Many of us have inadvertently harmed our patients by overprescribing what we now know are addictive opioids.
Many of us have inadvertently harmed our patients by overprescribing what we now know are addictive opioids.

I’m a physician who specializes in addiction medicine, which means I’ve been busy lately. Busy treating some of the millions of Americans affected by the opioid crisis. Busy advocating for my colleagues in primary care to do the same.

In lectures and workshops, I ask them to start prescribing medications to help treat opioid addiction. I tell them patients are dying — and have died — because they are unable to find providers willing to help them. I remind them that drug overdose is now the leading cause of death for adults under 50 and that a medication called buprenorphine, which they have the power to prescribe, can cut that death rate by more than half.

This is a crisis, I tell them. We must act.

Not infrequently, my colleagues — smart, compassionate, dedicated doctors, nurses and physician assistants — refuse.

They tell me they bought the pharmaceutical company line once already, back when primary care providers were told to take care of patients’ pain and then given no resources other than opioids to do so.

They tell me they were taught that opioids weren’t addictive if prescribed to a patient in pain.

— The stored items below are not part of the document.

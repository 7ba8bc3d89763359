//! # splat-stats: densification statistics for Gaussian splatting
//!
//! Adaptive density control decides which Gaussians to clone, split or prune
//! from statistics gathered during training. This crate keeps those
//! statistics up to date after each backward pass, and provides the timing
//! scopes used to profile that step.
//!
//! ## Modules
//!
//! - `optim`: `DensificationStats` and the parallel CPU update
//! - `gpu`: the same update as a wgpu compute shader, plus GPU timers and
//!   debug ranges (feature-gated)
//! - `timing`: scoped wall-clock timer
//! - `config`: block size and timing switches
//! - `error`: `StatsError`

pub mod config;
pub mod error;
pub mod optim;
pub mod timing;

// GPU acceleration (optional)
#[cfg(feature = "gpu")]
pub mod gpu;

pub use config::StatsConfig;
pub use error::StatsError;
pub use optim::{add_densification_stats, DensificationStats, FrameStats, ViewspaceGrads};
pub use timing::ScopedTimer;

/// Library version
pub const VERSION: &str = env!("CARGO_PKG_VERSION");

They describe how they were taught, as I was, that they needed to ask all their patients, every time, if they hurt, where they hurt and how much.

It turns out providers often weren’t helping those patients; we harmed them. Maybe even killed them. We helped start the opioid epidemic. So no, they tell me, they will not buy the promise of a magic pill again.

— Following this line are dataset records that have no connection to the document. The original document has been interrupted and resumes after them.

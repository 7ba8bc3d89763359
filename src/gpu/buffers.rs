//! GPU buffer management and data upload.

use crate::error::{Result, StatsError};
use wgpu::{Buffer, BufferUsages, Device, Queue};

/// Upload data to a GPU buffer.
///
/// wgpu rejects zero-sized bindings, so an empty slice still gets one
/// zeroed element of storage.
pub fn create_buffer_init<T: bytemuck::Pod>(
    device: &Device,
    label: &str,
    data: &[T],
    usage: BufferUsages,
) -> Buffer {
    use wgpu::util::DeviceExt;

    let zero = [T::zeroed()];
    let data = if data.is_empty() { &zero[..] } else { data };

    device.create_buffer_init(&wgpu::util::BufferInitDescriptor {
        label: Some(label),
        contents: bytemuck::cast_slice(data),
        usage,
    })
}

/// Create an empty buffer for output.
pub fn create_buffer(device: &Device, label: &str, size: u64, usage: BufferUsages) -> Buffer {
    device.create_buffer(&wgpu::BufferDescriptor {
        label: Some(label),
        size,
        usage,
        mapped_at_creation: false,
    })
}

/// Read `len` elements back from a GPU buffer.
pub async fn read_buffer<T: bytemuck::Pod>(
    device: &Device,
    queue: &Queue,
    buffer: &Buffer,
    len: usize,
) -> Result<Vec<T>> {
    if len == 0 {
        return Ok(Vec::new());
    }
    let size = (len * std::mem::size_of::<T>()) as u64;

    let staging = create_buffer(
        device,
        "Staging Buffer",
        size,
        BufferUsages::MAP_READ | BufferUsages::COPY_DST,
    );

    let mut encoder = device.create_command_encoder(&wgpu::CommandEncoderDescriptor {
        label: Some("Readback Encoder"),
    });
    encoder.copy_buffer_to_buffer(buffer, 0, &staging, 0, size);
    queue.submit(Some(encoder.finish()));

    let (tx, rx) = futures::channel::oneshot::channel();
    staging.slice(..).map_async(wgpu::MapMode::Read, move |result| {
        tx.send(result).ok();
    });
    device.poll(wgpu::Maintain::Wait);

    rx.await
        .map_err(|_| StatsError::Gpu("Channel closed".to_string()))?
        .map_err(|e| StatsError::Gpu(format!("Buffer mapping failed: {e:?}")))?;

    let data = staging.slice(..).get_mapped_range();
    let result: Vec<T> = bytemuck::cast_slice(&data).to_vec();
    drop(data);
    staging.unmap();

    Ok(result)
}

/// Blocking wrapper for read_buffer.
pub fn read_buffer_blocking<T: bytemuck::Pod>(
    device: &Device,
    queue: &Queue,
    buffer: &Buffer,
    len: usize,
) -> Result<Vec<T>> {
    pollster::block_on(read_buffer(device, queue, buffer, len))
}
//! Converting trained networks to and from a persistable record format.
//!
//! The record format is an ordered list of layer records, first layer to
//! output layer, each holding its activation name, shape, row-major
//! weights, and biases. Loading reconstructs layers directly from the
//! explicit parameters without consulting an initializer, and fails on
//! any inconsistency before a network is returned.

use crate::activator::Activator;
use crate::error::{Error, Result};
use crate::feed_forward::Network;
use crate::layers::Dense;
use crate::matrix::Mat;

use std::fs::File;
use std::io::{BufReader, BufWriter};
use std::path::Path;

/// A single layer, flattened for persistence.
#[derive(Clone, Debug, Serialize, Deserialize)]
pub struct LayerRecord {
    /// The layer's activation function, stored by name. An unrecognized
    /// name fails deserialization.
    pub activation: Activator,
    /// Number of inputs to the layer.
    pub rows: usize,
    /// Number of outputs from the layer.
    pub cols: usize,
    /// The weight matrix in row-major order, `rows * cols` entries.
    pub weights: Vec<f64>,
    /// One bias per output, `cols` entries.
    pub biases: Vec<f64>,
}

/// A whole network, flattened for persistence.
#[derive(Clone, Debug, Serialize, Deserialize)]
pub struct NetworkRecord {
    pub layers: Vec<LayerRecord>,
}

impl NetworkRecord {
    /// Flattens a network into records, layers in forward order.
    pub fn from_network(network: &Network) -> Self {
        let layers = network
            .layers()
            .iter()
            .map(|layer| LayerRecord {
                activation: layer.activator(),
                rows: layer.input_len(),
                cols: layer.output_len(),
                weights: layer.weights().to_row_major(),
                biases: layer.biases().into(),
            })
            .collect();
        NetworkRecord { layers }
    }

    /// Reassembles a network from records, re-establishing the layer
    /// sequence in record order.
    pub fn into_network(self) -> Result<Network> {
        if self.layers.is_empty() {
            return Err(Error::EmptyNetwork);
        }

        let mut layers = Vec::with_capacity(self.layers.len());
        let mut previous_width = None;
        for (index, record) in self.layers.into_iter().enumerate() {
            if record.rows == 0 || record.cols == 0 {
                return Err(Error::MalformedRecord {
                    index,
                    reason: format!("degenerate shape {}x{}", record.rows, record.cols),
                });
            }
            if record.weights.len() != record.rows * record.cols {
                return Err(Error::MalformedRecord {
                    index,
                    reason: format!(
                        "{}x{} layer carries {} weights",
                        record.rows,
                        record.cols,
                        record.weights.len()
                    ),
                });
            }
            if record.biases.len() != record.cols {
                return Err(Error::MalformedRecord {
                    index,
                    reason: format!(
                        "{} outputs but {} biases",
                        record.cols,
                        record.biases.len()
                    ),
                });
            }
            if let Some(width) = previous_width {
                if record.rows != width {
                    return Err(Error::MalformedRecord {
                        index,
                        reason: format!(
                            "expects {} inputs but the previous layer yields {}",
                            record.rows, width
                        ),
                    });
                }
            }
            previous_width = Some(record.cols);

            let weights = Mat::from_row_major(record.rows, record.cols, &record.weights);
            layers.push(Dense::from_parts(record.activation, weights, record.biases));
        }
        Ok(Network::from_layers(layers))
    }
}

/// Writes `network` to a JSON model file at `path`.
pub fn save<P: AsRef<Path>>(network: &Network, path: P) -> Result<()> {
    let file = BufWriter::new(File::create(path)?);
    serde_json::to_writer(file, &NetworkRecord::from_network(network))?;
    Ok(())
}

/// Reads a network back from a JSON model file at `path`.
pub fn load<P: AsRef<Path>>(path: P) -> Result<Network> {
    let file = BufReader::new(File::open(path)?);
    let record: NetworkRecord = serde_json::from_reader(file)?;
    record.into_network()
}

#[cfg(test)]
mod tests {
    use super::*;
    use crate::feed_forward::Topology;
    use crate::initializer::NormalInitializer;

    fn sample_network() -> Network {
        Topology::input(2)
            .layer(3, Activator::Tanh)
            .layer(2, Activator::Sigmoid)
            .build(&mut NormalInitializer::new(1.0))
            .unwrap()
    }

    #[test]
    fn round_trips_through_json() {
        let network = sample_network();
        let json = serde_json::to_string(&NetworkRecord::from_network(&network)).unwrap();
        let record: NetworkRecord = serde_json::from_str(&json).unwrap();
        let reloaded = record.into_network().unwrap();

        let input = [0.3, -0.9];
        assert_eq!(
            network.query(&input).unwrap(),
            reloaded.query(&input).unwrap()
        );
    }

    #[test]
    fn saves_and_loads_model_files() {
        let network = sample_network();
        let path = std::env::temp_dir().join("backprop-serialize-test.json");
        save(&network, &path).unwrap();
        let reloaded = load(&path).unwrap();
        std::fs::remove_file(&path).ok();

        let input = [0.5, 0.25];
        assert_eq!(
            network.query(&input).unwrap(),
            reloaded.query(&input).unwrap()
        );
    }

    #[test]
    fn rejects_unknown_activation_names() {
        let json = r#"{"layers":[{"activation":"Gaussian","rows":1,"cols":1,"weights":[0.5],"biases":[0.0]}]}"#;
        assert!(serde_json::from_str::<NetworkRecord>(json).is_err());
    }

    #[test]
    fn rejects_empty_records() {
        let record = NetworkRecord { layers: Vec::new() };
        assert!(record.into_network().is_err());
    }

    #[test]
    fn rejects_miscounted_weights() {
        let mut record = NetworkRecord::from_network(&sample_network());
        record.layers[0].weights.pop();
        assert!(record.into_network().is_err());
    }

    #[test]
    fn rejects_broken_width_chain() {
        let record = NetworkRecord {
            layers: vec![
                LayerRecord {
                    activation: Activator::Sigmoid,
                    rows: 2,
                    cols: 2,
                    weights: vec![0.0; 4],
                    biases: vec![0.0; 2],
                },
                LayerRecord {
                    activation: Activator::Sigmoid,
                    rows: 3,
                    cols: 1,
                    weights: vec![0.0; 3],
                    biases: vec![0.0; 1],
                },
            ],
        };
        assert!(record.into_network().is_err());
    }
}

I want to shake them and scream, “This is not the same thing!” Opioids for chronic pain often have only moderate efficacy and carry significant risks; buprenorphine saves lives and helps decrease risk of HIV infection. I want them to stop arguing and just prescribe it.

The overprescription of pain pills created a population of patients dependent on opioids, some of whom became addicted to the medication.

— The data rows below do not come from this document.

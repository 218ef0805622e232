mod dense;

pub use self::dense::{Delta, Dense};
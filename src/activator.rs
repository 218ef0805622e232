//! Activation function types.

/// [Activation function](https://en.wikipedia.org/wiki/Activation_function)
/// types.
///
/// This is a closed set; the serialized model format stores the variant
/// name, so the serde representation doubles as the name mapping for
/// persistence.
#[derive(Copy, Clone, Debug, PartialEq, Serialize, Deserialize)]
pub enum Activator {
    /// Sigmoid function
    Sigmoid,
    /// Hyperbolic tan function
    Tanh,
    /// Rectified Linear Unit
    ReLU,
    /// Smooth approximation of ReLU
    Softplus,
}

impl Activator {
    /// Evaluates `f(x)` for the selected activation function.
    pub fn f(&self, x: f64) -> f64 {
        match self {
            &Activator::Sigmoid => 1.0 / (1.0 + (-x).exp()),
            &Activator::Tanh => 2.0 / (1.0 + (-2.0 * x).exp()) - 1.0,
            &Activator::ReLU => {
                if x > 0.0 {
                    x
                } else {
                    0.0
                }
            }
            &Activator::Softplus => (1.0 + x.exp()).ln(),
        }
    }

    /// Evaluates the derivative `f'(x)`, where `x = f^{-1}(y)`.
    ///
    /// Note that this function takes in the *output* of the activation
    /// function, rather than the input. This is an optimization that means we
    /// don't have to store the intermediate results before activation.
    pub fn fprime(&self, y: f64) -> f64 {
        match self {
            &Activator::Sigmoid => y * (1.0 - y),
            &Activator::Tanh => 1.0 - y * y,
            &Activator::ReLU => {
                if y > 0.0 {
                    1.0
                } else {
                    0.0
                }
            }
            &Activator::Softplus => 1.0 - (-y).exp(),
        }
    }

    /// Returns the stable name of this activator, matching the string used
    /// by the serialized model format.
    pub fn name(&self) -> &'static str {
        match self {
            &Activator::Sigmoid => "Sigmoid",
            &Activator::Tanh => "Tanh",
            &Activator::ReLU => "ReLU",
            &Activator::Softplus => "Softplus",
        }
    }
}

However, I also understand their concerns. I once had a large and loyal cohort of patients whose pain I treated with opioids, opioids and more opioids.

One middle-aged couple in particular sticks in my memory. He was soft and starting to bald; she was small, sad and always in pain everywhere. In rushed 15-minute appointments, I’d ask her to point to a pain scale consisting of cartoon faces in a line, ranging in order from happy painlessness to a face in such agony it was sobbing. She’d point to that last round head, and I’d again prescribe her OxyContin. The couple would thank me for being the doctor who finally understood her pain, finally understood that she needed help, relief and compassion.

But I didn’t understand. At all. I had received no training in the treatment of pain. I didn’t know if counseling would help.

I didn’t know which kinds of physical therapy, injections or surgeries my patients might need, whether those interventions worked or how to get any of it covered by insurers.

I didn’t know how to recognize addiction ― or how to treat it.

All I knew was that when I suggested my patient taper the OxyContin, she’d crumple in despair. And her soft husband would, like the Hulk, become monstrously large and angry, demanding I show some compassion, god damn it.

It’s possible my patient was addicted to opioids. It’s more likely she wasn’t and that she simply had few options for pain control besides those pills, which, at minimum, helped her mentally check out of her misery. She was desperate for relief, and I was desperate to be useful. She was just one of my many patients in pain, and I didn’t know the right thing to do, the wrong thing or where to get help. I also knew insurance wouldn’t cover most of the alternative treatments I might offer.

It wore me down. I began to hate my patients’ gratitude when I prescribed opioids and to resent their anger when I suggested tapering. I stopped listening, except in a cursory way. I met their needs, documented my exam and often otherwise tuned out. I also stopped being the kind of doctor I’d aspired to be. I thought about leaving the profession.